Two years ago today we got the call that you never want to receive. My dad had a heart attack and was being flown by helicopter to a hospital two hours away from his home. We didn’t know what was happening but my brothers and I immediately jumped on planes from our different corners of the country then drove a tortuous five hours to his hospital in a remote part of Kansas. I remember that night, being forced to sit in the plane and then the car while wanting to do something, to see him, to help him.
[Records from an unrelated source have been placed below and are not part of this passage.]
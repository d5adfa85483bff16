use std::collections::VecDeque;

use serde::{Deserialize, Serialize};

use super::gravity::GravityFilter;
use super::types::{FeatureVector, Sample, Vector3};

/// Window sizes and filter tuning for feature extraction.
#[derive(Debug, Clone, PartialEq, Serialize, Deserialize)]
#[serde(default, rename_all = "camelCase")]
pub struct FeatureConfig {
    /// Maximum samples held in the sliding window.
    pub window_capacity: usize,
    /// Samples required before any features are produced.
    pub min_samples: usize,
    /// Trailing samples considered for jerk.
    pub jerk_window: usize,
    /// Trailing samples considered for rotation magnitude.
    pub rotation_window: usize,
    /// Low-pass coefficient for gravity removal.
    pub gravity_alpha: f64,
}

impl Default for FeatureConfig {
    fn default() -> Self {
        Self {
            window_capacity: 50,
            min_samples: 10,
            jerk_window: 10,
            rotation_window: 5,
            gravity_alpha: 0.8,
        }
    }
}

/// A sample together with the linear acceleration the extractor settled on.
#[derive(Debug, Clone, Copy)]
struct WindowEntry {
    sample: Sample,
    linear: Vector3,
}

impl WindowEntry {
    fn magnitude(&self) -> f64 {
        self.linear.magnitude()
    }
}

/// Sliding window of recent samples and the scalar features derived from it.
///
/// Gravity removal runs once per sample as it enters the window, so the filter
/// state advances with the stream and `extract_features` has no side effects.
#[derive(Debug, Clone)]
pub struct FeatureExtractor {
    config: FeatureConfig,
    window: VecDeque<WindowEntry>,
    gravity: GravityFilter,
}

impl Default for FeatureExtractor {
    fn default() -> Self {
        Self::new(FeatureConfig::default())
    }
}

impl FeatureExtractor {
    pub fn new(config: FeatureConfig) -> Self {
        let capacity = config.window_capacity.max(1);
        Self {
            gravity: GravityFilter::new(config.gravity_alpha),
            window: VecDeque::with_capacity(capacity),
            config: FeatureConfig {
                window_capacity: capacity,
                ..config
            },
        }
    }

    pub fn config(&self) -> &FeatureConfig {
        &self.config
    }

    pub fn add_sample(&mut self, sample: Sample) {
        // The filter tracks every raw reading so its estimate stays warm even
        // while the platform supplies linear acceleration directly.
        let derived = self.gravity.linear(sample.gravity_acceleration);
        let linear = if sample.linear_acceleration.is_zero() {
            derived
        } else {
            sample.linear_acceleration
        };

        if self.window.len() == self.config.window_capacity {
            self.window.pop_front();
        }
        self.window.push_back(WindowEntry { sample, linear });
    }

    /// Features for the current window, or `None` while fewer than
    /// `min_samples` samples have been collected.
    pub fn extract_features(&self) -> Option<FeatureVector> {
        if self.window.len() < self.config.min_samples.max(1) {
            return None;
        }
        let newest = self.window.back()?;

        let magnitudes: Vec<f64> = self.window.iter().map(WindowEntry::magnitude).collect();
        let count = magnitudes.len() as f64;
        let average = magnitudes.iter().sum::<f64>() / count;
        let peak = magnitudes.iter().copied().fold(0.0, f64::max);
        let variance = magnitudes
            .iter()
            .map(|m| (m - average).powi(2))
            .sum::<f64>()
            / count;

        Some(FeatureVector {
            timestamp_ms: newest.sample.timestamp_ms,
            magnitude: newest.magnitude(),
            jerk: self.jerk(),
            variance,
            peak_acceleration: peak,
            average_acceleration: average,
            rotation_magnitude: self.rotation_magnitude(),
        })
    }

    /// Largest ‖Δa/Δt‖ over adjacent pairs in the jerk sub-window.
    /// Pairs with a zero or negative time step are skipped.
    fn jerk(&self) -> f64 {
        let start = self.window.len().saturating_sub(self.config.jerk_window);
        let recent: Vec<&WindowEntry> = self.window.range(start..).collect();

        let mut max_jerk: f64 = 0.0;
        let mut valid_pairs = 0;
        for pair in recent.windows(2) {
            let (prev, curr) = (pair[0], pair[1]);
            let dt_ms = curr.sample.timestamp_ms as i128 - prev.sample.timestamp_ms as i128;
            if dt_ms <= 0 {
                continue;
            }
            let dt_secs = dt_ms as f64 / 1000.0;
            let jerk = curr.linear.sub(&prev.linear).scale(1.0 / dt_secs).magnitude();
            if jerk.is_finite() {
                max_jerk = max_jerk.max(jerk);
                valid_pairs += 1;
            }
        }

        if valid_pairs < 2 {
            0.0
        } else {
            max_jerk
        }
    }

    fn rotation_magnitude(&self) -> f64 {
        let start = self.window.len().saturating_sub(self.config.rotation_window);
        self.window
            .range(start..)
            .map(|entry| entry.sample.rotation_rate.magnitude())
            .fold(0.0, f64::max)
    }

    /// Drop all buffered samples and the gravity estimate.
    pub fn clear(&mut self) {
        self.window.clear();
        self.gravity.reset();
    }

    pub fn buffer_len(&self) -> usize {
        self.window.len()
    }
}

#[cfg(test)]
mod tests {
    use super::*;
    use crate::motion::types::RotationRate;

    fn linear_sample(timestamp_ms: u64, linear: Vector3) -> Sample {
        Sample::new(
            timestamp_ms,
            linear,
            Vector3::new(0.0, 0.0, 9.81).sub(&linear.scale(-1.0)),
            RotationRate::default(),
        )
    }

    fn steady_samples(count: u64, magnitude: f64) -> Vec<Sample> {
        (0..count)
            .map(|i| linear_sample(i * 20, Vector3::new(magnitude, 0.0, 0.0)))
            .collect()
    }

    #[test]
    fn test_insufficient_data_below_min_samples() {
        let mut extractor = FeatureExtractor::default();
        for (i, sample) in steady_samples(9, 1.0).into_iter().enumerate() {
            extractor.add_sample(sample);
            assert!(extractor.extract_features().is_none(), "returned features at {} samples", i + 1);
        }
        extractor.add_sample(linear_sample(500, Vector3::new(1.0, 0.0, 0.0)));
        assert!(extractor.extract_features().is_some());
    }

    #[test]
    fn test_window_evicts_oldest_first() {
        let mut extractor = FeatureExtractor::default();
        for sample in steady_samples(60, 1.0) {
            extractor.add_sample(sample);
            assert!(extractor.buffer_len() <= 50);
        }
        assert_eq!(extractor.buffer_len(), 50);
        // Samples 0..10 (timestamps 0..180) were evicted
        assert_eq!(extractor.window.front().unwrap().sample.timestamp_ms, 200);
        assert_eq!(extractor.window.back().unwrap().sample.timestamp_ms, 1180);
    }

    #[test]
    fn test_steady_signal_features() {
        let mut extractor = FeatureExtractor::default();
        for sample in steady_samples(20, 2.0) {
            extractor.add_sample(sample);
        }
        let features = extractor.extract_features().unwrap();

        assert!((features.magnitude - 2.0).abs() < 1e-9);
        assert!((features.peak_acceleration - 2.0).abs() < 1e-9);
        assert!((features.average_acceleration - 2.0).abs() < 1e-9);
        assert!(features.variance.abs() < 1e-9);
        assert!(features.jerk.abs() < 1e-9);
        assert_eq!(features.rotation_magnitude, 0.0);
        assert_eq!(features.timestamp_ms, 380);
    }

    #[test]
    fn test_jerk_from_single_step() {
        let mut extractor = FeatureExtractor::default();
        for sample in steady_samples(15, 0.0) {
            extractor.add_sample(sample);
        }
        // 10 m/s² jump across 20 ms = 500 m/s³
        extractor.add_sample(linear_sample(300, Vector3::new(0.0, 10.0, 0.0)));
        let features = extractor.extract_features().unwrap();
        assert!((features.jerk - 500.0).abs() < 1e-6);
    }

    #[test]
    fn test_jerk_skips_non_positive_time_steps() {
        let mut extractor = FeatureExtractor::default();
        for sample in steady_samples(12, 1.0) {
            extractor.add_sample(sample);
        }
        // Duplicate and backwards timestamps with a large change
        extractor.add_sample(linear_sample(220, Vector3::new(50.0, 0.0, 0.0)));
        extractor.add_sample(linear_sample(100, Vector3::new(-50.0, 0.0, 0.0)));
        let features = extractor.extract_features().unwrap();

        assert!(features.jerk.is_finite());
        assert!(features.jerk >= 0.0);
        assert!(features.jerk.abs() < 1e-9);
    }

    #[test]
    fn test_jerk_zero_with_fewer_than_two_valid_pairs() {
        let mut extractor = FeatureExtractor::default();
        for i in 0..10 {
            // All samples share a timestamp except the last
            let ts = if i == 9 { 20 } else { 0 };
            extractor.add_sample(linear_sample(ts, Vector3::new(i as f64, 0.0, 0.0)));
        }
        assert_eq!(extractor.extract_features().unwrap().jerk, 0.0);
    }

    #[test]
    fn test_rotation_uses_recent_samples_only() {
        let mut extractor = FeatureExtractor::default();
        extractor.add_sample(Sample::new(
            0,
            Vector3::new(1.0, 0.0, 0.0),
            Vector3::new(0.0, 0.0, 9.81),
            RotationRate::new(500.0, 0.0, 0.0),
        ));
        for i in 1..10 {
            extractor.add_sample(Sample::new(
                i * 20,
                Vector3::new(1.0, 0.0, 0.0),
                Vector3::new(0.0, 0.0, 9.81),
                RotationRate::new(0.0, 30.0, 40.0),
            ));
        }
        let features = extractor.extract_features().unwrap();
        assert!((features.rotation_magnitude - 50.0).abs() < 1e-9);
    }

    #[test]
    fn test_variance_of_alternating_magnitudes() {
        let mut extractor = FeatureExtractor::default();
        for i in 0..10u64 {
            let m = if i % 2 == 0 { 1.0 } else { 3.0 };
            extractor.add_sample(linear_sample(i * 20, Vector3::new(m, 0.0, 0.0)));
        }
        let features = extractor.extract_features().unwrap();
        assert!((features.average_acceleration - 2.0).abs() < 1e-9);
        assert!((features.variance - 1.0).abs() < 1e-9);
        assert!((features.peak_acceleration - 3.0).abs() < 1e-9);
    }

    #[test]
    fn test_gravity_removed_when_linear_missing() {
        let mut extractor = FeatureExtractor::default();
        for i in 0..20 {
            extractor.add_sample(Sample::raw(
                i * 20,
                Vector3::new(0.0, 0.0, 9.81),
                RotationRate::default(),
            ));
        }
        let features = extractor.extract_features().unwrap();
        assert!(features.magnitude < 1e-9);
        assert!(features.peak_acceleration < 1e-9);
    }

    #[test]
    fn test_clear_empties_window_and_filter() {
        let mut extractor = FeatureExtractor::default();
        for i in 0..20 {
            extractor.add_sample(Sample::raw(
                i * 20,
                Vector3::new(0.0, 0.0, 9.81),
                RotationRate::default(),
            ));
        }
        extractor.clear();
        assert_eq!(extractor.buffer_len(), 0);
        assert!(extractor.extract_features().is_none());

        // A freshly seeded filter yields zero for the first raw reading in a new orientation
        extractor.add_sample(Sample::raw(0, Vector3::new(9.81, 0.0, 0.0), RotationRate::default()));
        assert!(extractor.window.back().unwrap().linear.magnitude() < 1e-12);
    }
}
Dad never liked doctors and trusted them even less when our mom died ten years before. At 84, he was incredibly healthy for a man who smoked and liked to drink his beer and wine. A case of polio when he was a young man gave him weakness in his leg, but he still got out in the yard every day to work on his lawn and garden. When my son Ethan and I visited three months before, Dad happily participated in the Easter egg hunt albeit with a cane and we laughed together over the giant plate of ribs they served at the American Legion. He seemed indestructible.
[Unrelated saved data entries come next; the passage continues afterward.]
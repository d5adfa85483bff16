//! Fall detection as a small state machine.
//!
//! A fall is free fall (near-zero net acceleration) followed by an impact
//! (acceleration peak together with a jerk spike) and then inactivity. Time
//! is taken from the feature timestamps; nothing here schedules callbacks.

use serde::{Deserialize, Serialize};

use super::config::FallThresholds;
use crate::motion::FeatureVector;

const ENABLE_LOGS: bool = true;

use crate::log_debug;

#[derive(Debug, Clone, Copy, Serialize, Deserialize, PartialEq, Eq)]
#[serde(rename_all = "camelCase")]
pub enum FallState {
    Idle,
    FreeFall,
    Impact,
    PostImpact,
}

impl Default for FallState {
    fn default() -> Self {
        FallState::Idle
    }
}

#[derive(Debug, Clone)]
pub struct FallDetector {
    thresholds: FallThresholds,
    state: FallState,
    /// When the current state was entered; `None` while idle.
    state_entered_ms: Option<u64>,
    free_fall_started_ms: Option<u64>,
}

impl FallDetector {
    pub fn new(thresholds: FallThresholds) -> Self {
        Self {
            thresholds,
            state: FallState::Idle,
            state_entered_ms: None,
            free_fall_started_ms: None,
        }
    }

    pub fn state(&self) -> FallState {
        self.state
    }

    pub fn thresholds(&self) -> &FallThresholds {
        &self.thresholds
    }

    /// Advance the state machine by one feature vector and return the fall
    /// confidence for this step (0 when no fall is being reported).
    pub fn step(&mut self, features: &FeatureVector) -> f64 {
        let now = features.timestamp_ms;
        let t = self.thresholds.clone();

        if let Some(entered) = self.state_entered_ms {
            if now.saturating_sub(entered) > t.sequence_timeout_ms {
                log_debug!(
                    "fall sequence timed out in {:?} after {}ms",
                    self.state,
                    now.saturating_sub(entered)
                );
                self.reset();
            }
        }

        match self.state {
            FallState::Idle => {
                if features.magnitude < t.free_fall_max {
                    self.free_fall_started_ms = Some(now);
                    self.transition(FallState::FreeFall, now);
                }
                0.0
            }
            FallState::FreeFall => {
                let in_free_fall = now.saturating_sub(self.free_fall_started_ms.unwrap_or(now));
                let impact = features.peak_acceleration > t.impact_min
                    && features.jerk > t.jerk_spike_min
                    && in_free_fall >= t.min_free_fall_ms;

                if impact {
                    let confidence = t.impact_confidence;
                    self.transition(FallState::Impact, now);
                    confidence
                } else if features.magnitude > t.free_fall_max {
                    log_debug!("free fall ended without impact after {}ms", in_free_fall);
                    self.reset();
                    0.0
                } else {
                    0.0
                }
            }
            FallState::Impact => {
                if features.average_acceleration < t.inactivity_max {
                    let confidence = t.post_impact_confidence;
                    self.transition(FallState::PostImpact, now);
                    confidence
                } else {
                    log_debug!(
                        "impact rejected, still moving (average {:.2})",
                        features.average_acceleration
                    );
                    self.reset();
                    0.0
                }
            }
            FallState::PostImpact => {
                let elapsed = now.saturating_sub(self.state_entered_ms.unwrap_or(now));
                if elapsed < t.post_impact_ms {
                    t.confirmed_confidence
                } else {
                    self.reset();
                    0.0
                }
            }
        }
    }

    fn transition(&mut self, next: FallState, now: u64) {
        log_debug!("fall state {:?} -> {:?} at {}ms", self.state, next, now);
        self.state = next;
        self.state_entered_ms = Some(now);
    }

    pub fn reset(&mut self) {
        self.state = FallState::Idle;
        self.state_entered_ms = None;
        self.free_fall_started_ms = None;
    }
}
As we drove through that dark night, I thought about Mom. Her death had been unexpected. A routine procedure in the hospital was followed by negligent care, and ten days later she was gone. It seemed so unreal that it was difficult to process emotionally. My grief for Mom was like a gray blanket that enveloped everything I did over the following ten years. When I got married and had a child, I longed for her to be there and felt myself reaching for the phone to call her with news. She was my emotional anchor and I was lost without her.
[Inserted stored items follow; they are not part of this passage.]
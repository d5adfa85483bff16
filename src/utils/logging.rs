//! Logging macros gated on a module-level `ENABLE_LOGS` flag.
//!
//! The detection path runs once per sensor sample, so noisy modules can be
//! silenced at compile time without touching `RUST_LOG`.
//!
//! Usage:
//! ```ignore
//! const ENABLE_LOGS: bool = true;
//!
//! use crate::{log_debug, log_info};
//!
//! log_debug!("fall state -> {:?}", state);
//! ```

/// Info-level log, skipped when the calling module sets `ENABLE_LOGS = false`.
#[macro_export]
macro_rules! log_info {
    ($($arg:tt)*) => {
        if ENABLE_LOGS {
            log::info!($($arg)*);
        }
    };
}

/// Warn-level log, skipped when the calling module sets `ENABLE_LOGS = false`.
#[macro_export]
macro_rules! log_warn {
    ($($arg:tt)*) => {
        if ENABLE_LOGS {
            log::warn!($($arg)*);
        }
    };
}

/// Error-level log, skipped when the calling module sets `ENABLE_LOGS = false`.
#[macro_export]
macro_rules! log_error {
    ($($arg:tt)*) => {
        if ENABLE_LOGS {
            log::error!($($arg)*);
        }
    };
}

/// Debug-level log for per-sample chatter (state transitions, scores).
#[macro_export]
macro_rules! log_debug {
    ($($arg:tt)*) => {
        if ENABLE_LOGS {
            log::debug!($($arg)*);
        }
    };
}
use std::sync::Arc;

use serde::Serialize;

use crate::alert::{AlarmPlayer, AlertConfig, AlertConfigUpdate, AlertEvent, AlertTrigger};
use crate::detection::{Classification, DetectionConfig, PatternDetector};
use crate::motion::{FeatureExtractor, Sample};
use crate::settings::EngineSettings;

const ENABLE_LOGS: bool = true;

use crate::log_info;

/// What one processed sample produced.
#[derive(Debug, Clone, Serialize, PartialEq)]
#[serde(rename_all = "camelCase")]
pub struct MonitorOutput {
    pub classification: Classification,
    pub alert: Option<AlertEvent>,
}

/// One monitoring session: sample window, pattern detector and alert trigger,
/// run inline for every sample. Not shared between threads; callers that
/// receive samples concurrently must serialize access.
pub struct MonitoringSession {
    extractor: FeatureExtractor,
    detector: PatternDetector,
    trigger: AlertTrigger,
    samples_seen: u64,
}

impl MonitoringSession {
    pub fn new(
        detection: DetectionConfig,
        alert: AlertConfig,
        player: Option<Arc<dyn AlarmPlayer>>,
    ) -> Self {
        Self {
            extractor: FeatureExtractor::new(detection.features.clone()),
            detector: PatternDetector::new(detection),
            trigger: AlertTrigger::new(alert, player),
            samples_seen: 0,
        }
    }

    pub fn from_settings(settings: &EngineSettings, player: Option<Arc<dyn AlarmPlayer>>) -> Self {
        Self::new(settings.detection.clone(), settings.alert.clone(), player)
    }

    /// Drop all buffered state so a new session starts cold.
    pub fn start(&mut self) {
        self.extractor.clear();
        self.detector.reset();
        self.trigger.reset();
        self.samples_seen = 0;
        log_info!("monitoring session started");
    }

    pub fn stop(&mut self) {
        self.trigger.stop_alert();
        log_info!("monitoring session stopped after {} samples", self.samples_seen);
    }

    /// Feed one sample through extraction, detection and alerting. Returns
    /// `None` while the window is still warming up.
    pub fn process_sample(&mut self, sample: Sample) -> Option<MonitorOutput> {
        self.samples_seen += 1;
        self.extractor.add_sample(sample);
        let features = self.extractor.extract_features()?;
        let classification = self.detector.detect(&features);
        let alert = self.trigger.evaluate(&classification);
        Some(MonitorOutput {
            classification,
            alert,
        })
    }

    pub fn update_alert_config(&mut self, update: &AlertConfigUpdate) {
        self.trigger.update_config(update);
    }

    pub fn stop_alert(&mut self) {
        self.trigger.stop_alert();
    }

    /// Manual alarm check; stamped with the newest sample time seen.
    pub fn test_alert(&mut self) -> Option<AlertEvent> {
        let now = self
            .extractor
            .extract_features()
            .map(|f| f.timestamp_ms)
            .or(self.trigger.state().last_alert_ms)
            .unwrap_or(0);
        self.trigger.test_alert(now)
    }

    pub fn extractor(&self) -> &FeatureExtractor {
        &self.extractor
    }

    pub fn detector(&self) -> &PatternDetector {
        &self.detector
    }

    pub fn trigger(&self) -> &AlertTrigger {
        &self.trigger
    }

    pub fn samples_seen(&self) -> u64 {
        self.samples_seen
    }
}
When we reached the hospital in Kansas that night, we were able to see Dad before he went in for open-heart surgery. The man who seemed indestructible was pale and shaken, but glad to see us. After the operation, the surgeon gave us the good news that everything seemed to go well, but just as we finished making calls to other family members to share this, he called us back into the waiting room with bad news, that the damage was too severe. By morning, Dad was gone.
The grief this time was not a gray blanket but a sharp knife to the heart.
Two years later, I still feel its sting. I keep the last picture I have of him, sitting at a picnic table counting Easter eggs with Ethan, on my desk at work. It reminds me of the things we both loved – reading books, drinking wine while watching the sun set, playing cards until midnight, and engaging in conversations about politics, religion or culture. You might not always agree with his opinion but he was a voracious reader and learner through all his years.
While Mom was my emotional anchor, Dad was my intellectual anchor and I will always be thankful for those memories of him.